Overview

Intrathecal Mafosfamide

Status:
Completed

Trial end date:
2005-09-01

Target enrollment:
0

Participant gender:
All

Summary

This research study is an investigational treatment with the experimental drug Mafosfamide. This treatment is only for children with cancer that has spread to the meninges (tissues that cover the spinal column and brain) and has continued to grow despite treatment with standard therapy. Mafosfamide is a drug reported to have antitumor effects in animals and that has been given safely into the cerebrospinal fluid (the fluid within and surrounding the brain) in a small number of children and adults. Since there is limited experience in adults and children in giving mafosfamide in this way, the main purpose of this study is to determine the appropriate safe dose of mafosfamide when given intrathecally, that is directly into the cerebrospinal fluid.
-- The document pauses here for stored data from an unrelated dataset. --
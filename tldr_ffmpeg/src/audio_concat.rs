use std::path::Path;

use tokio::process::Command;

use crate::FfmpegError;

/// Builds a command joining audio files end to end into one 16-bit WAV.
///
/// Used when a voiceover had to be synthesized in several pieces.
///
/// # Errors
/// If `inputs` is empty.
pub fn build_concat_command<P: AsRef<Path>>(
    ffmpeg_path: &str,
    inputs: &[P],
    output_file: &Path,
) -> Result<Command, FfmpegError> {
    if inputs.is_empty() {
        return Err(FfmpegError::EmptyInput("no audio chunks to join"));
    }

    let mut cmd = Command::new(ffmpeg_path);
    cmd.arg("-hide_banner").arg("-y");

    for input in inputs {
        cmd.arg("-i").arg(input.as_ref());
    }

    let streams = (0..inputs.len())
        .map(|i| format!("[{i}:a]"))
        .collect::<String>();

    cmd.arg("-filter_complex").arg(format!(
        "{streams}concat=n={count}:v=0:a=1[amain]",
        count = inputs.len()
    ));

    cmd.arg("-map")
        .arg("[amain]")
        .arg("-acodec")
        .arg("pcm_s16le")
        .arg("-f")
        .arg("wav")
        .arg(output_file);

    Ok(cmd)
}
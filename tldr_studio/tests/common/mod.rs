//! Shared helpers for the studio router tests.

#![allow(dead_code)]

use std::sync::Arc;

use axum::Router;
use axum::body::Body;
use axum::http::{Request, Response, header};
use tldr_openai::fake::FakeProvider;
use tldr_pipeline::{ArtifactStore, Pipeline, PipelineSettings};
use tldr_studio::AppState;
use tower::ServiceExt;

/// A router over a fresh temporary workspace, plus the pieces tests poke at.
pub struct TestStudio {
    pub app: Router,
    pub state: AppState,
    pub fake: Arc<FakeProvider>,
    _workspace: tempfile::TempDir,
}

pub fn build_test_app(fake: FakeProvider) -> TestStudio {
    let workspace = tempfile::tempdir().unwrap();
    let fake = Arc::new(fake);
    let pipeline = Pipeline::new(
        fake.clone(),
        ArtifactStore::new(workspace.path()),
        PipelineSettings::default(),
    );
    let state = AppState::new(pipeline);

    TestStudio {
        app: tldr_studio::router(state.clone()),
        state,
        fake,
        _workspace: workspace,
    }
}

pub async fn get(app: &Router, uri: &str) -> Response<Body> {
    app.clone()
        .oneshot(Request::get(uri).body(Body::empty()).unwrap())
        .await
        .unwrap()
}

pub async fn post_form(app: &Router, uri: &str, form: &str) -> Response<Body> {
    app.clone()
        .oneshot(
            Request::post(uri)
                .header(header::CONTENT_TYPE, "application/x-www-form-urlencoded")
                .body(Body::from(form.to_string()))
                .unwrap(),
        )
        .await
        .unwrap()
}

pub async fn post_file(
    app: &Router,
    uri: &str,
    field: &str,
    file_name: &str,
    bytes: &[u8],
) -> Response<Body> {
    let boundary = "studio-test-boundary";
    let mut body = format!(
        "--{boundary}\r\nContent-Disposition: form-data; name=\"{field}\"; filename=\"{file_name}\"\r\n\
         Content-Type: application/octet-stream\r\n\r\n"
    )
    .into_bytes();
    body.extend_from_slice(bytes);
    body.extend_from_slice(format!("\r\n--{boundary}--\r\n").as_bytes());

    app.clone()
        .oneshot(
            Request::post(uri)
                .header(
                    header::CONTENT_TYPE,
                    format!("multipart/form-data; boundary={boundary}"),
                )
                .body(Body::from(body))
                .unwrap(),
        )
        .await
        .unwrap()
}

pub async fn body_text(response: Response<Body>) -> String {
    let bytes = axum::body::to_bytes(response.into_body(), usize::MAX)
        .await
        .unwrap();
    String::from_utf8(bytes.to_vec()).unwrap()
}

pub async fn body_json(response: Response<Body>) -> serde_json::Value {
    serde_json::from_str(&body_text(response).await).unwrap()
}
The purposes for this study are to (a) determine what dose of mafosfamide can be safely given into the cerebrospinal fluid through an Ommaya reservoir (surgically implanted catheters used to sample cerebrospinal fluid and to instill medication into the cerebrospinal fluid) and lumbar puncture (spinal tap) or lumbar reservoir; (b) look for side effects of drug treatment; (c) to study the pharmacology (how the human body handles the drug) when given directly into the spinal fluid; and (d) see if this drug is beneficial to the patient.

Phase:

Phase 1

Accepts Healthy Volunteers?

Details

Lead Sponsor:

Baylor College of Medicine

Collaborator:

Texas Children's Hospital

Treatments:

Cyclophosphamide
Mafosfamide

Criteria

- Over 3 years of age with meningeal malignancies that are progressive or refractory to
conventional therapy. Patients with meningeal malignancies secondary to an underlying
solid tumor are eligible at initial diagnosis if there is no conventional therapy.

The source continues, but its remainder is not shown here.